Contact us if you are interested in giving a talk to our community.
January 18, 2023; [1 pm EST; Joint with the Theory lunch]: Christopher Tosh (Columbia)
Title: Simple and near-optimal algorithms for hidden stratification and multi-group learning
Abstract: Multi-group agnostic learning is a formal learning criterion that is concerned with the conditional risks of predictors within subgroups of a population. This criterion addresses recent practical concerns in machine learning such as subgroup fairness and hidden stratification.

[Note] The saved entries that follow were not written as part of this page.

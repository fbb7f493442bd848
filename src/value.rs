use std::rc::Rc;

use derive_more::Display;
use rpds::Vector;

#[derive(Debug, Clone, PartialEq)]
pub enum Value {
    Null,
    Bool(bool),
    Int(i64),
    Float(f64),
    Str(Rc<[u8]>),
    List(Vector<Value>),
    Object(Object),
    Resource(ResourceHandle),
}

#[derive(Debug, Display, Clone, Copy, PartialEq, Eq, PartialOrd, Ord, Hash)]
pub enum Kind {
    #[display(fmt = "null")]
    Null,
    #[display(fmt = "bool")]
    Bool,
    #[display(fmt = "int")]
    Int,
    #[display(fmt = "float")]
    Float,
    #[display(fmt = "string")]
    Str,
    #[display(fmt = "array")]
    List,
    #[display(fmt = "object")]
    Object,
    #[display(fmt = "resource")]
    Resource,
}

/// An object instance. Only its identity is observable.
#[derive(Debug, Clone, PartialEq, Eq)]
pub struct Object {
    pub class: Rc<str>,
    pub id: u32,
}

/// An opaque handle minted by a [`ResourceTable`](crate::resource::ResourceTable).
#[derive(Debug, Clone, Copy, PartialEq, Eq, Hash)]
pub struct ResourceHandle {
    pub id: u32,
    pub type_name: &'static str,
}

impl Value {
    pub fn kind(&self) -> Kind {
        match self {
            Value::Null => Kind::Null,
            Value::Bool(_) => Kind::Bool,
            Value::Int(_) => Kind::Int,
            Value::Float(_) => Kind::Float,
            Value::Str(_) => Kind::Str,
            Value::List(_) => Kind::List,
            Value::Object(_) => Kind::Object,
            Value::Resource(_) => Kind::Resource,
        }
    }
    pub fn string<S>(s: S) -> Self
    where
        S: AsRef<[u8]>,
    {
        Value::Str(s.as_ref().into())
    }
    pub fn list<I>(items: I) -> Self
    where
        I: IntoIterator<Item = Value>,
    {
        Value::List(items.into_iter().collect())
    }
    pub fn object<C>(class: C, id: u32) -> Self
    where
        C: Into<Rc<str>>,
    {
        Value::Object(Object {
            class: class.into(),
            id,
        })
    }
}

impl From<i64> for Value {
    fn from(i: i64) -> Self {
        Value::Int(i)
    }
}

impl From<f64> for Value {
    fn from(f: f64) -> Self {
        Value::Float(f)
    }
}

impl From<bool> for Value {
    fn from(b: bool) -> Self {
        Value::Bool(b)
    }
}

impl From<&str> for Value {
    fn from(s: &str) -> Self {
        Value::string(s)
    }
}

impl From<ResourceHandle> for Value {
    fn from(handle: ResourceHandle) -> Self {
        Value::Resource(handle)
    }
}
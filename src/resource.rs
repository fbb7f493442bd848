use std::{
    collections::BTreeMap,
    fs::File,
    io,
    path::{Path, PathBuf},
};

use crate::value::ResourceHandle;

pub const STREAM: &str = "stream";

#[derive(Debug, thiserror::Error)]
pub enum ResourceError {
    #[error("Unable to open {}: {source}", .path.display())]
    Open { path: PathBuf, source: io::Error },
    #[error("Unknown resource id {0}")]
    Unknown(u32),
}

struct OpenResource {
    path: PathBuf,
    _file: File,
}

/// Owns every handle it opens and closes them all when dropped
pub struct ResourceTable {
    open: BTreeMap<u32, OpenResource>,
    next_id: u32,
}

impl Default for ResourceTable {
    fn default() -> Self {
        ResourceTable::new()
    }
}

impl ResourceTable {
    pub fn new() -> Self {
        ResourceTable {
            open: BTreeMap::new(),
            next_id: 1,
        }
    }
    /// Open `path` for reading and mint a handle for it
    pub fn open<P>(&mut self, path: P) -> Result<ResourceHandle, ResourceError>
    where
        P: AsRef<Path>,
    {
        let path = path.as_ref().to_path_buf();
        let file = File::open(&path).map_err(|source| ResourceError::Open {
            path: path.clone(),
            source,
        })?;
        let id = self.next_id;
        self.next_id += 1;
        log::debug!("opened resource({}) on {}", id, path.display());
        self.open.insert(id, OpenResource { path, _file: file });
        Ok(ResourceHandle {
            id,
            type_name: STREAM,
        })
    }
    pub fn close(&mut self, handle: ResourceHandle) -> Result<(), ResourceError> {
        let resource = self
            .open
            .remove(&handle.id)
            .ok_or(ResourceError::Unknown(handle.id))?;
        log::debug!(
            "closed resource({}) on {}",
            handle.id,
            resource.path.display()
        );
        Ok(())
    }
    pub fn is_open(&self, handle: ResourceHandle) -> bool {
        self.open.contains_key(&handle.id)
    }
    pub fn len(&self) -> usize {
        self.open.len()
    }
    pub fn is_empty(&self) -> bool {
        self.open.is_empty()
    }
}

impl Drop for ResourceTable {
    fn drop(&mut self) {
        for (id, resource) in std::mem::take(&mut self.open) {
            log::debug!("released resource({}) on {}", id, resource.path.display());
        }
    }
}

In this talk, we will discuss the structure of solutions to the multi-group learning problem and provide corresponding simple and near-optimal algorithms.
Bio: Christopher Tosh is an associate research scientist in the Department of Epidemiology and Biostatistics at Memorial Sloan Kettering Cancer Center. His current interests are on problems arising in interactive learning, representation learning, and robust learning, particularly with applications to cancer research. Before coming to MSK, he was a postdoc at Columbia University, supervised by Daniel Hsu; and before that, he received his PhD in Computer Science from UC San Diego, where he was advised by Sanjoy Dasgupta.
Nov. 16, 2022 [1 pm EST; Joint with the Theory lunch]: Daniel Reichman (WPI)
Title: Computational problems arising from stopping contagious processes over networks
Abstract: Networks can be conductive to the spread of undesirable phenomena from false information to bankruptcy of financial institutions and contagious disease. How can we leverage algorithms to stop or slow down contagious processes? I will survey some of the literature focusing mostly on
the bootstrap percolation model which is a simple contagion model where every uninfected node is infected if it has at least r infected neighbors for some r greater than 1. I will present some improved algorithms for the binomial random graph and conclude with several open questions. Based on joint works with Hermish Mehta, Uri Feige, Michael Krivelevich and Amin Coja-Oghlan.
Bio: Daniel Reichman is an assistant professor at the department of computer science at WPI. Daniel received his PhD at the Weizmann institute and was a postdoc at Cornell University, UC Berkeley and Princeton University.
His research interests are in theoretical machine learning (in particular theoretical questions related to neural networks), AI and the study of algorithmic approaches that go beyond worst case analysis.
Nov. 9, 2022 [4 pm EST]: Margalit Glasgow (Stanford University)
Title: Max Margin Works while Large Margin Fails: Generalization without Uniform Convergence
Abstract: A major challenge in modern machine learning is theoretically understanding the generalization properties of overparameterized models. Many existing tools rely on uniform convergence (UC), a property that, when it holds, guarantees that the test loss will be close to the training loss, uniformly over a class of candidate models. However, prior work has shown that in certain simple linear and neural-network settings, any uniform convergence bound will be vacuous, leaving open the question of how to prove generalization in settings where UC fails. I'll talk about a novel way to prove generalization in two such classification settings: one with a linear model, and one in a 2-layer neural network. Our technique is a new type of margin bound showing that above a certain signal-to-noise threshold, any near-max-margin classifier will achieve almost no test loss in these two settings. Our results show that near-max-margin is important: while any model that achieves at least a (1 - epsilon)-fraction of the max-margin generalizes well, a classifier achieving half of the max-margin may fail terribly.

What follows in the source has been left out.